There's just something about red, no?
Is it the red, or that her eyes looked back and smiled?
Beautiful. Loved it! The last couplet was my favourite. :)
Sometimes I have ruminated about these passing joys and have my favorite viewing places. Such a unique poem, a female in red, honoring this pleasure (which could be very personal indeed).
Oh those ladies in red. While men fall off their bikes and off of ladders! Loved it, Abin.
What a terrific blend of the musical, the practical, the temporal. And then that smile at the end. Perfect.
A sweet moment captured in poetry. Very nice.
I loved this Abin, especially the first stanza!
one of your dodgy ones for me...i wanted to know more about the girl in red..and suddenly, here you are, closing all the doors and windows wham on the face of the reader..i thought the end came too abruptly..and the closing couplet somehow lacks the thunderclap or the slamming of the window...it fizzles out somehow...
sorry to disappoint u sayan.but how can i tell u more when i know so little?the context is a brief glimpse of someone at a bus-stand...imagine the rush the crowd and the cacophony.the speaker doesnt have the pleasure of detailed observation.hence he must satisfy himself with the brightness of the dress and the sparkle of the eyes.the end was as abrupt as the bus that came to interrupt the brief chat.I guess u r looking for things i didnt promise.as for the end, the context didnt demand, for me, either a thunderclap or a slam.just a continuation, tinged with loss and pathos.and brother, if you have time from your rather busy schedule, do read the others.may be they will be more to your taste :)
Hi Abin, visiting again today....this time from Imaginary Gardens.
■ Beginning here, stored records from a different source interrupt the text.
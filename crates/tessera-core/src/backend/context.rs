use std::fmt;
use std::sync::{Arc, OnceLock};

use crate::array::NdArray;
use crate::dtype::{Element, Scalar};
use crate::error::{CoreError, Result};
use crate::kernel::NumericKernel;
use crate::layout::Order;
use crate::linalg::LinearAlgebraRoutines;

use super::{Backend, BackendRegistry, ElementFactory, ElementwiseRoutines};

/// Environment variable naming the preferred backend.
pub const BACKEND_ENV: &str = "TESSERA_BACKEND";
/// Environment variable that turns a missing preferred backend into an error.
pub const STRICT_ENV: &str = "TESSERA_BACKEND_STRICT";

static GLOBAL: OnceLock<ArrayContext> = OnceLock::new();

// ======================================================================
// Configuration
// ======================================================================

/// Backend preferences consumed by [`ArrayContextBuilder`].
#[derive(Debug, Clone, Default, PartialEq, Eq)]
pub struct BackendConfig {
    /// Backend to use when it is registered and available.
    pub preferred_backend: Option<String>,
    /// Fail instead of falling back when the preferred backend is missing.
    pub strict: bool,
}

impl BackendConfig {
    /// Read [`BACKEND_ENV`] and [`STRICT_ENV`] from the process environment.
    pub fn from_env() -> Self {
        Self::from_lookup(|key| std::env::var(key).ok())
    }

    /// Build a config from an arbitrary key lookup.
    ///
    /// Blank backend names count as unset. The strict flag accepts `1`,
    /// `true`, `yes` and `on` in any case.
    pub fn from_lookup<F>(lookup: F) -> Self
    where
        F: Fn(&str) -> Option<String>,
    {
        let preferred_backend = lookup(BACKEND_ENV)
            .map(|v| v.trim().to_owned())
            .filter(|v| !v.is_empty());
        let strict = lookup(STRICT_ENV).is_some_and(|v| {
            matches!(v.trim().to_ascii_lowercase().as_str(), "1" | "true" | "yes" | "on")
        });
        Self {
            preferred_backend,
            strict,
        }
    }

    pub fn with_preferred_backend(mut self, name: impl Into<String>) -> Self {
        self.preferred_backend = Some(name.into());
        self
    }

    pub fn strict(mut self, strict: bool) -> Self {
        self.strict = strict;
        self
    }
}

// ======================================================================
// Builder
// ======================================================================

/// Chooses the backend an [`ArrayContext`] runs on.
///
/// Resolution order:
/// 1. an explicit [`backend`](Self::backend) request, which must be
///    registered and available;
/// 2. the configured preferred backend, falling back to automatic selection
///    unless the config is strict;
/// 3. the highest-priority available backend in the registry.
#[derive(Debug, Clone)]
pub struct ArrayContextBuilder {
    registry: BackendRegistry,
    config: BackendConfig,
    requested: Option<String>,
}

impl Default for ArrayContextBuilder {
    fn default() -> Self {
        Self {
            registry: BackendRegistry::with_defaults(),
            config: BackendConfig::default(),
            requested: None,
        }
    }
}

impl ArrayContextBuilder {
    pub fn new() -> Self {
        Self::default()
    }

    /// Replace the candidate backends.
    pub fn registry(mut self, registry: BackendRegistry) -> Self {
        self.registry = registry;
        self
    }

    /// Add one candidate to the current registry.
    pub fn register(mut self, backend: Arc<dyn Backend>) -> Self {
        self.registry.register(backend);
        self
    }

    pub fn config(mut self, config: BackendConfig) -> Self {
        self.config = config;
        self
    }

    /// Demand a backend by name.
    pub fn backend(mut self, name: impl Into<String>) -> Self {
        self.requested = Some(name.into());
        self
    }

    pub fn build(self) -> Result<ArrayContext> {
        if let Some(name) = &self.requested {
            let backend = self.available(name).ok_or_else(|| {
                CoreError::unsupported(name, "explicit selection: backend is not registered or not available")
            })?;
            log::debug!("using explicitly requested backend `{name}`");
            return Ok(ArrayContext { backend });
        }

        if let Some(name) = &self.config.preferred_backend {
            match self.available(name) {
                Some(backend) => {
                    log::debug!("using preferred backend `{name}`");
                    return Ok(ArrayContext { backend });
                }
                None if self.config.strict => {
                    return Err(CoreError::unsupported(
                        name,
                        "strict selection: preferred backend is not registered or not available",
                    ));
                }
                None => log::warn!("preferred backend `{name}` is unavailable, falling back to automatic selection"),
            }
        }

        let backend = self
            .registry
            .select()
            .ok_or_else(|| CoreError::unsupported("<none>", "automatic selection: no backend is available"))?;
        log::debug!("selected backend `{}` (priority {})", backend.name(), backend.priority());
        Ok(ArrayContext { backend })
    }

    fn available(&self, name: &str) -> Option<Arc<dyn Backend>> {
        let backend = self.registry.get(name)?;
        if backend.is_available() {
            Some(backend)
        } else {
            log::warn!("backend `{name}` is registered but not available");
            None
        }
    }
}

// ======================================================================
// Context
// ======================================================================

/// A pinned backend plus the entry points that run on it.
///
/// Cheap to clone. Pass it explicitly to code that needs a particular
/// backend, or use [`ArrayContext::global`].
#[derive(Clone)]
pub struct ArrayContext {
    backend: Arc<dyn Backend>,
}

impl ArrayContext {
    pub fn builder() -> ArrayContextBuilder {
        ArrayContextBuilder::new()
    }

    /// Wrap an already chosen backend.
    pub fn with_backend(backend: Arc<dyn Backend>) -> Self {
        Self { backend }
    }

    /// The process-wide context.
    ///
    /// On first use this is built from [`BackendConfig::from_env`] and the
    /// default registry, unless [`install_global`](Self::install_global)
    /// ran earlier. If the environment names a backend that cannot be used
    /// even under strict mode, the failure is logged and automatic selection
    /// is used instead.
    pub fn global() -> &'static ArrayContext {
        GLOBAL.get_or_init(|| {
            let config = BackendConfig::from_env();
            match ArrayContextBuilder::new().config(config).build() {
                Ok(ctx) => ctx,
                Err(err) => {
                    log::warn!("{err}; using the reference backend");
                    Self::with_backend(Arc::new(super::ReferenceBackend::new()))
                }
            }
        })
    }

    /// Pin `ctx` as the process-wide context.
    ///
    /// Fails, handing `ctx` back, once the global context has been set or
    /// read.
    pub fn install_global(ctx: ArrayContext) -> std::result::Result<(), ArrayContext> {
        GLOBAL.set(ctx)
    }

    pub fn backend(&self) -> &Arc<dyn Backend> {
        &self.backend
    }

    pub fn backend_name(&self) -> &str {
        self.backend.name()
    }

    pub fn factory(&self) -> &dyn ElementFactory {
        self.backend.element_factory()
    }

    pub fn elementwise(&self) -> &dyn ElementwiseRoutines {
        self.backend.elementwise()
    }

    pub fn kernel(&self) -> &dyn NumericKernel {
        self.backend.kernel()
    }

    /// Checked decompositions on this context's kernel.
    pub fn linalg(&self) -> LinearAlgebraRoutines<'_> {
        LinearAlgebraRoutines::new(self.kernel())
    }

    // ------------------------------------------------------------------
    // Kind-checked creation
    // ------------------------------------------------------------------

    fn require_kind<T: Element>(&self, operation: &str) -> Result<Order> {
        let factory = self.factory();
        if factory.supports(T::KIND) {
            Ok(factory.default_order())
        } else {
            Err(CoreError::unsupported(
                self.backend_name(),
                format!("{operation} for {} arrays", T::KIND),
            ))
        }
    }

    /// Adopt row-major `data` as a `shape` array.
    pub fn from_vec<T: Element>(&self, data: Vec<T>, shape: Vec<usize>) -> Result<NdArray<T>> {
        let order = self.require_kind::<T>("from_vec")?;
        let array = NdArray::from_vec(data, shape)?;
        Ok(match order {
            Order::RowMajor => array,
            Order::ColumnMajor => array.copy_with_order(order),
        })
    }

    pub fn full<T: Element>(&self, shape: Vec<usize>, value: T) -> Result<NdArray<T>> {
        let order = self.require_kind::<T>("full")?;
        let numel: usize = shape.iter().product();
        NdArray::from_vec_with_order(vec![value; numel], shape, order)
    }

    pub fn zeros<T: Scalar>(&self, shape: Vec<usize>) -> Result<NdArray<T>> {
        self.require_kind::<T>("zeros")?;
        self.full(shape, T::zero())
    }

    pub fn ones<T: Scalar>(&self, shape: Vec<usize>) -> Result<NdArray<T>> {
        self.require_kind::<T>("ones")?;
        self.full(shape, T::one())
    }

    pub fn eye<T: Scalar>(&self, n: usize) -> Result<NdArray<T>> {
        let order = self.require_kind::<T>("eye")?;
        Ok(NdArray::eye(n).copy_with_order(order))
    }
}

impl fmt::Debug for ArrayContext {
    fn fmt(&self, f: &mut fmt::Formatter<'_>) -> fmt::Result {
        f.debug_struct("ArrayContext")
            .field("backend", &self.backend_name())
            .finish()
    }
}

#[cfg(test)]
#[allow(clippy::float_cmp)]
mod tests {
    use std::collections::HashMap;

    use num_complex::Complex64;

    use super::*;
    use crate::backend::tests::FakeBackend;
    use crate::backend::{HostRoutines, ReferenceBackend};
    use crate::dtype::ElementKind;
    use crate::kernel::ReferenceKernel;

    fn lookup(pairs: &[(&str, &str)]) -> impl Fn(&str) -> Option<String> {
        let map: HashMap<String, String> = pairs.iter().map(|(k, v)| (k.to_string(), v.to_string())).collect();
        move |key| map.get(key).cloned()
    }

    #[derive(Debug, Default)]
    struct RealOnlyFactory;

    impl ElementFactory for RealOnlyFactory {
        fn supports(&self, kind: ElementKind) -> bool {
            kind == ElementKind::Double
        }

        fn default_order(&self) -> Order {
            Order::ColumnMajor
        }
    }

    #[derive(Debug, Default)]
    struct RealOnlyBackend {
        factory: RealOnlyFactory,
        routines: HostRoutines,
        kernel: ReferenceKernel,
    }

    impl Backend for RealOnlyBackend {
        fn name(&self) -> &str {
            "real-only"
        }
        fn is_available(&self) -> bool {
            true
        }
        fn priority(&self) -> i32 {
            1
        }
        fn element_factory(&self) -> &dyn ElementFactory {
            &self.factory
        }
        fn elementwise(&self) -> &dyn ElementwiseRoutines {
            &self.routines
        }
        fn kernel(&self) -> &dyn NumericKernel {
            &self.kernel
        }
    }

    #[test]
    fn test_config_from_lookup() {
        let config = BackendConfig::from_lookup(lookup(&[(BACKEND_ENV, " native "), (STRICT_ENV, "TRUE")]));
        assert_eq!(config.preferred_backend.as_deref(), Some("native"));
        assert!(config.strict);

        let config = BackendConfig::from_lookup(lookup(&[(BACKEND_ENV, "  "), (STRICT_ENV, "0")]));
        assert_eq!(config, BackendConfig::default());
    }

    #[test]
    fn test_default_builder_picks_reference() {
        let ctx = ArrayContext::builder().build().unwrap();
        assert_eq!(ctx.backend_name(), "reference");
        assert_eq!(ctx.kernel().name(), "reference");
        assert_eq!(format!("{ctx:?}"), "ArrayContext { backend: \"reference\" }");
    }

    #[test]
    fn test_builder_prefers_higher_priority() {
        let ctx = ArrayContext::builder()
            .register(FakeBackend::new("native", true, 10))
            .build()
            .unwrap();
        assert_eq!(ctx.backend_name(), "native");
    }

    #[test]
    fn test_explicit_request_unavailable_fails() {
        let err = ArrayContext::builder()
            .register(FakeBackend::new("device", false, 10))
            .backend("device")
            .build()
            .unwrap_err();
        assert!(matches!(err, CoreError::UnsupportedBackendOperation { ref backend, .. } if backend == "device"));

        let err = ArrayContext::builder().backend("missing").build().unwrap_err();
        assert!(matches!(err, CoreError::UnsupportedBackendOperation { .. }));
    }

    #[test]
    fn test_explicit_request_overrides_priority() {
        let ctx = ArrayContext::builder()
            .register(FakeBackend::new("native", true, 10))
            .backend("reference")
            .build()
            .unwrap();
        assert_eq!(ctx.backend_name(), "reference");
    }

    #[test]
    fn test_preferred_backend_falls_back_unless_strict() {
        let config = BackendConfig::default().with_preferred_backend("device");
        let ctx = ArrayContext::builder()
            .register(FakeBackend::new("device", false, 10))
            .config(config.clone())
            .build()
            .unwrap();
        assert_eq!(ctx.backend_name(), "reference");

        let err = ArrayContext::builder()
            .register(FakeBackend::new("device", false, 10))
            .config(config.strict(true))
            .build()
            .unwrap_err();
        assert!(matches!(err, CoreError::UnsupportedBackendOperation { .. }));
    }

    #[test]
    fn test_preferred_backend_beats_priority() {
        let ctx = ArrayContext::builder()
            .register(FakeBackend::new("native", true, 10))
            .config(BackendConfig::default().with_preferred_backend("reference"))
            .build()
            .unwrap();
        assert_eq!(ctx.backend_name(), "reference");
    }

    #[test]
    fn test_empty_registry_fails() {
        let err = ArrayContext::builder()
            .registry(BackendRegistry::new())
            .build()
            .unwrap_err();
        assert!(matches!(err, CoreError::UnsupportedBackendOperation { .. }));
    }

    #[test]
    fn test_kind_checked_creation() {
        let ctx = ArrayContext::with_backend(Arc::new(RealOnlyBackend::default()));
        let z = ctx.zeros::<f64>(vec![2, 3]).unwrap();
        assert_eq!(z.shape(), &[2, 3]);
        assert_eq!(z.stride(), &[1, 2]);

        let err = ctx.zeros::<Complex64>(vec![2]).unwrap_err();
        assert_eq!(
            err,
            CoreError::UnsupportedBackendOperation {
                backend: "real-only".into(),
                operation: "zeros for complex arrays".into(),
            }
        );
        assert!(ctx.full(vec![1], true).is_err());
    }

    #[test]
    fn test_from_vec_respects_factory_order() {
        let ctx = ArrayContext::with_backend(Arc::new(RealOnlyBackend::default()));
        let a = ctx.from_vec(vec![1.0, 2.0, 3.0, 4.0], vec![2, 2]).unwrap();
        assert_eq!(a.get(&[0, 1]).unwrap(), 2.0);
        assert_eq!(a.stride(), &[1, 2]);

        let host = ArrayContext::with_backend(Arc::new(ReferenceBackend::new()));
        let i = host.eye::<i64>(3).unwrap();
        assert_eq!(i.to_vec(), vec![1, 0, 0, 0, 1, 0, 0, 0, 1]);
        assert_eq!(host.ones::<i32>(vec![2]).unwrap().to_vec(), vec![1, 1]);
    }

    #[test]
    fn test_global_is_usable() {
        let ctx = ArrayContext::global();
        assert!(ctx.backend().is_available());
        assert!(ArrayContext::install_global(ArrayContext::builder().build().unwrap()).is_err());
    }
}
I made my main comment earlier, but just have to say I didn't think the poem was at all 'dodgy.' I think you expressed everything necessary to capture the experience. You didn't need to say anything more. Let the reader's mind wander if it wants to...but this poem is beautifully expressed as is! Amen.
lady in red... sweet
oh, i really like the subtle and unpredictable rhymes here. i bet as unpredictable as the red-clad girl.
Well re-reading this again, made me think it wasn't dodgy at all ~ Sometimes the brush of the words, little and sparse, are needed when capturing a fleeting moment ~ Let the reader draw their own conclusions ~
Red is intoxicating..I love the rhyme. It is subtle and not rhymed for rhyme's sake.
Oh so good, so very very good.
Beautiful! Lovely moments.....
Oh the power of RED to create a mood, to stimulate the senses. I love what you have done with that brief glimpse.